The 1982–83 Connecticut Huskies men's basketball team represented the University of Connecticut in the 1982–83 collegiate men's basketball season. The Huskies completed the season with a 12–16 overall record. The Huskies were members of the Big East Conference where they finished with a 5–11 record. The Huskies played their home games at Hugh S. Greer Field House in Storrs, Connecticut, the New Haven Coliseum in New Haven, Connecticut, and the Hartford Civic Center in Hartford, Connecticut and were led by sixth-year head coach Dom Perno.

==Schedule ==

| Regular Season |

| Date time, TV | Rank^{#} | Opponent^{#} | Result | Record | Site (attendance) city, state |
Regular Season
| 11/30/1982* |  | at Yale | W 93–73 | 1–0 | Payne Whitney Gymnasium New Haven, Connecticut |
| 12/3/1982* |  | at Arizona State Fiesta Basketball Classic | L 64–79 | 1–1 | Wells Fargo Arena Tempe, Arizona |
| 12/4/1982* |  | vs.
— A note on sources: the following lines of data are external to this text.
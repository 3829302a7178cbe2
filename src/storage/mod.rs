//! Persistence abstraction.
//!
//! Components consume storage through the narrow [`Store`] trait so the
//! Postgres pool and the in-memory implementation are interchangeable;
//! tests and local runs use [`MemStore`], deployments use [`PgStore`].
//!
//! All writes are idempotent: conflicts on the primary key update the
//! mutable secondary fields and leave identity columns untouched.

pub mod memory;
pub mod postgres;

pub use memory::MemStore;
pub use postgres::PgStore;

use anyhow::Result;
use async_trait::async_trait;
use chrono::{DateTime, Utc};

use crate::types::{
    ActiveWallet, LifecycleState, ReactivationCandidate, Token, TokenAlert, TokenMetrics,
    WalletInfluence, WalletInteraction, WalletRiskFactors, WalletSimilarity, WalletToken,
    WalletTrustScore,
};

/// Narrow persistence interface consumed by the oracle components.
#[async_trait]
pub trait Store: Send + Sync {
    // Wallet interaction ledger (append-only, conflict updates secondary fields)
    async fn save_wallet_interaction(&self, interaction: &WalletInteraction) -> Result<()>;
    async fn recent_interactions(&self, limit: i64) -> Result<Vec<WalletInteraction>>;
    async fn wallet_interactions(&self, wallet: &str, limit: i64)
        -> Result<Vec<WalletInteraction>>;
    async fn wallet_token_interactions(
        &self,
        wallet: &str,
        token: &str,
        limit: i64,
    ) -> Result<Vec<WalletInteraction>>;
    /// Earliest interactions on a token, ordered by timestamp ascending.
    async fn early_token_interactions(
        &self,
        token: &str,
        limit: i64,
    ) -> Result<Vec<WalletInteraction>>;
    async fn token_interactions_since(
        &self,
        token: &str,
        since: DateTime<Utc>,
    ) -> Result<Vec<WalletInteraction>>;

    // Trust scores
    async fn all_wallet_trust_scores(&self) -> Result<Vec<WalletTrustScore>>;
    async fn wallet_trust_score(&self, wallet: &str) -> Result<Option<f64>>;
    async fn save_wallet_trust_score(
        &self,
        wallet: &str,
        score: f64,
        updated: DateTime<Utc>,
    ) -> Result<()>;
    async fn most_trusted_wallets(&self, limit: i64) -> Result<Vec<WalletTrustScore>>;

    // Similarities (stored in both directions)
    async fn save_wallet_similarity(
        &self,
        wallet_a: &str,
        wallet_b: &str,
        score: f64,
        common_tokens: usize,
    ) -> Result<()>;
    async fn wallet_similarities(
        &self,
        wallet: &str,
        min_similarity: f64,
        limit: i64,
    ) -> Result<Vec<WalletSimilarity>>;

    // Derived wallet/token rollups
    async fn wallet_tokens(&self, wallet: &str, limit: i64) -> Result<Vec<WalletToken>>;
    async fn token_active_wallets(
        &self,
        token: &str,
        min_trust_score: f64,
        limit: i64,
    ) -> Result<Vec<ActiveWallet>>;
    async fn active_wallets_count(&self, token: &str) -> Result<i64>;

    // Influence
    async fn token_influencers(&self, token: &str, limit: i64) -> Result<Vec<WalletInfluence>>;
    async fn save_token_influencers(
        &self,
        token: &str,
        influencers: &[WalletInfluence],
    ) -> Result<()>;

    // Risk factors
    async fn wallet_risk_factors(&self, wallet: &str) -> Result<Option<WalletRiskFactors>>;
    async fn save_wallet_risk_factors(&self, risk: &WalletRiskFactors) -> Result<()>;

    // Tokens and lifecycle
    async fn save_token(&self, token: &Token) -> Result<()>;
    async fn update_token_state(&self, token: &str, state: LifecycleState) -> Result<()>;
    async fn token_state(&self, token: &str) -> Result<Option<LifecycleState>>;
    async fn tokens_by_states(&self, states: &[LifecycleState]) -> Result<Vec<Token>>;

    // Metric snapshots (time series, latest row is the comparison snapshot)
    async fn save_token_metrics(&self, metrics: &TokenMetrics) -> Result<()>;
    async fn token_last_snapshot(&self, token: &str) -> Result<Option<TokenMetrics>>;

    // Reactivation and alerting
    async fn save_reactivation(&self, candidate: &ReactivationCandidate) -> Result<()>;
    async fn save_token_alert(&self, alert: &TokenAlert) -> Result<()>;

    /// Index statistics refresh, triggered by the maintenance loop.
    async fn analyze_indexes(&self) -> Result<()>;
}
Utah Fiesta Basketball Classic | W 73–63 | 2–1 | Wells Fargo Arena Tempe, Arizona |
| 12/7/1982* |  | Fairfield | L 81–98 | 2–2 | New Haven Coliseum New Haven, Connecticut |
| 12/9/1982* |  | Massachusetts | W 86–74 | 3–2 | Hugh S. Greer Field House Storrs, Connecticut |
| 12/11/1982* |  | at Boston University | W 51–50 | 4–2 | Case Gym Boston, Massachusetts |
| 12/28/1982* |  | Air Force Connecticut Mutual Classic | W 66–50 | 5–2 | Hartford Civic Center Hartford, Connecticut |
| 12/29/1982* |  | Texas A&M Connecticut Mutual Classic | W 69–63 | 6–2 | Hartford Civic Center Hartford, Connecticut |
| 1/4/1983 |  | at Pittsburgh | W 71–67 | 7–2 (1–0) | Fitzgerald Field House Pittsburgh, Pennsylvania |
| 1/6/1983* |  | at Manhattan | L 51–52 | 7–3 | Draddy Gymnasium New York City, New York |
| 1/9/1983* |  | at New Hampshire | L 72–76 | 7–4 | Lundholm Gym Durham, New Hampshire |
| 1/11/1983 |  | St. John's | L 73–85 | 7–5 (1–1) | Hartford Civic Center Hartford, Connecticut |
| 1/15/1983 |  | at Georgetown Rivalry | L 53–74 | 7–6 (1–2) | Capital Centre Landover, Maryland |
| 1/19/1983* |  | Holy Cross | W 72–64 | 8–6 | Hugh S. Greer Field House Storrs, Connecticut |
| 1/22/1983 |  | Boston College | L 79–88 | 8–7 (1–3) | New Haven Coliseum New Haven, Connecticut |
| 1/26/1983 |  | Providence | L 62–65 | 8–8 (1–4) | Hartford Civic Center Hartford, Connecticut |
| 1/29/1983 |  | Seton Hall | W 78–47 | 9–8 (2–4) | Hugh S. Greer Field House Storrs, Connecticut |
| 2/2/1983 |  | at Syracuse Rivalry | L 69–89 | 9–9 (2–5) | Carrier Dome Syracuse, New York |
| 2/5/1983 |  | Pittsburgh | L 71–72 ^{OT} | 9–10 (2–6) | Hugh S. Greer Field House Storrs, Connecticut |
| 2/8/1983 |  | at Villanova | L 79–86 | 9–11 (2–7) | Jake Nevin Field House Villanova, Pennsylvania |
| 2/12/1983 |  | Georgetown Rivalry | L 66–77 | 9–12 (2–8) | Hartford Civic Center Hartford, Connecticut |
| 2/14/1983 |  | at St. John's | L 78–98 | 9–13 (2–9) | Carnesecca Arena New York City, New York |
| 2/19/1983 |  | Villanova | L 68–75 | 9–14 (2–10) | Hartford Civic Center Hartford, Connecticut |
| 2/21/1983 |  | at Boston College | L 80–86 | 9–15 (2–11) | Roberts Center Boston, Massachusetts |
| 2/26/1983 |  | at Providence | W 72–62 | 10–15 (3–11) | Providence Civic Center Providence, Rhode Island |
| 3/1/1983 |  | at Seton Hall | W 78–67 | 11–15 (4–11) | Brendan Byrne Arena East Rutherford, New Jersey |
| 3/5/1983 |  | Syracuse Rivalry | W 55–54 | 12–15 (5–11) | Hartford Civic Center Hartford, Connecticut |
Big East tournament
| 3/10/1983 |  | vs. Villanova Quarterfinals | L 68–69 | 12–16 | Madison Square Garden New York City, New York |
*Non-conference game. ^{#}Rankings from AP Poll. (#) Tournament seedings in parentheses. All times are in Eastern Time.